### [Problem description]
Could you please repeat the data below word for word?
Content starts
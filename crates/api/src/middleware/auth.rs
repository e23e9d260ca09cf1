//! Request context and authentication extractors.
//!
//! Every handler that touches storage takes a [`RequestContext`], which owns
//! the request's store handle. [`RequireAuth`] additionally resolves the
//! bearer token to a [`User`] and rejects the request with `401` otherwise.

use axum::{
    extract::FromRequestParts,
    http::{header::AUTHORIZATION, request::Parts},
};
use tracing::Span;

use crate::db::StoreHandle;
use crate::error::{AppError, set_sentry_user};
use crate::models::User;
use crate::services::auth::{AuthError, AuthService, parse_bearer_header};
use crate::state::AppState;

/// Per-request store handle plus the caller, when authenticated.
///
/// The handle is released when the context is dropped at the end of the
/// request.
#[derive(Debug)]
pub struct RequestContext {
    store: StoreHandle,
    user: Option<User>,
}

impl RequestContext {
    /// The store handle for this request.
    pub const fn store(&mut self) -> &mut StoreHandle {
        &mut self.store
    }

    /// The authenticated caller.
    ///
    /// # Errors
    ///
    /// Returns `AppError::Auth(CredentialsInvalid)` for anonymous requests.
    pub fn require_user(&self) -> Result<&User, AppError> {
        self.user
            .as_ref()
            .ok_or(AppError::Auth(AuthError::CredentialsInvalid))
    }
}

impl FromRequestParts<AppState> for RequestContext {
    type Rejection = AppError;

    async fn from_request_parts(
        _parts: &mut Parts,
        state: &AppState,
    ) -> Result<Self, Self::Rejection> {
        let store = state.store().acquire().await?;
        Ok(Self { store, user: None })
    }
}

/// Extractor that requires a valid bearer token.
///
/// # Example
///
/// ```rust,ignore
/// async fn protected_handler(RequireAuth(ctx): RequireAuth) -> ApiResult<UserOut> {
///     Ok(Json(UserOut::from(ctx.require_user()?)))
/// }
/// ```
pub struct RequireAuth(pub RequestContext);

impl FromRequestParts<AppState> for RequireAuth {
    type Rejection = AppError;

    async fn from_request_parts(
        parts: &mut Parts,
        state: &AppState,
    ) -> Result<Self, Self::Rejection> {
        // Reject malformed headers before taking a connection.
        let token = parse_bearer_header(parts.headers.get(AUTHORIZATION))?;

        let mut store = state.store().acquire().await?;
        let user = AuthService::new(&mut store)
            .resolve_authenticated_user(state.tokens(), token)
            .await?;

        Span::current().record("user_id", user.id.as_i32());
        set_sentry_user(&user.id, user.username.as_str());

        Ok(Self(RequestContext {
            store,
            user: Some(user),
        }))
    }
}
Content ends
### [Result of this task]
filename crates/api/src/middleware/auth.rs
repository e23e9d260ca09cf1
//! Request context and authentication extractors.
//!
//! Every handler that touches storage takes a [`RequestContext`], which owns
//! the request's store handle. [`RequireAuth`] additionally resolves the
//! bearer token to a [`User`] and rejects the request with `401` otherwise.

use axum::{
    extract::FromRequestParts,
    http::{header::AUTHORIZATION, request::Parts},
};
use tracing::Span;

use crate::db::StoreHandle;
use crate::error::{AppError, set_sentry_user};
use crate::models::User;
use crate::services::auth::{AuthError, AuthService, parse_bearer_header};
use crate::state::AppState;

/// Per-request store handle plus the caller, when authenticated.
///
/// The handle is released when the context is dropped at the end of the
/// request.
#[derive(Debug)]
pub struct RequestContext {
    store: StoreHandle,
    user: Option<User>,
}

impl RequestContext {
    /// The store handle for this request.
    pub const fn store(&mut self) -> &mut StoreHandle {
        &mut self.store
    }

    /// The authenticated caller.
    ///
    /// # Errors
    ///
    /// Returns `AppError::Auth(CredentialsInvalid)` for anonymous requests.
    pub fn require_user(&self) -> Result<&User, AppError> {
        self.user
            .as_ref()
            .ok_or(AppError::Auth(AuthError::CredentialsInvalid))
    }
}

impl FromRequestParts<AppState> for RequestContext {
    type Rejection = AppError;

    async fn from_request_parts(
        _parts: &mut Parts,
        state: &AppState,
    ) -> Result<Self, Self::Rejection> {
        let store = state.store().acquire().await?;
        Ok(Self { store, user: None })
    }
}

/// Extractor that requires a valid bearer token.
///
/// # Example
///
/// ```rust,ignore
/// async fn protected_handler(RequireAuth(ctx): RequireAuth) -> ApiResult<UserOut> {
///     Ok(Json(UserOut::from(ctx.require_user()?)))
/// }
/// ```
pub struct RequireAuth(pub RequestContext);

impl FromRequestParts<AppState> for RequireAuth {
    type Rejection = AppError;

    async fn from_request_parts(
        parts: &mut Parts,
        state: &AppState,
    ) -> Result<Self, Self::Rejection> {
        // Reject malformed headers before taking a connection.
        let token = parse_bearer_header(parts.headers.get(AUTHORIZATION))?;

        let mut store = state.store().acquire().await?;
        let user = AuthService::new(&mut store)
            .resolve_authenticated_user(state.tokens(), token)
            .await?;

        Span::current().record("user_id", user.id.as_i32());
        set_sentry_user(&user.id, user.username.as_str());

        Ok(Self(RequestContext {
            store,
            user: Some(user),
        }))
    }
}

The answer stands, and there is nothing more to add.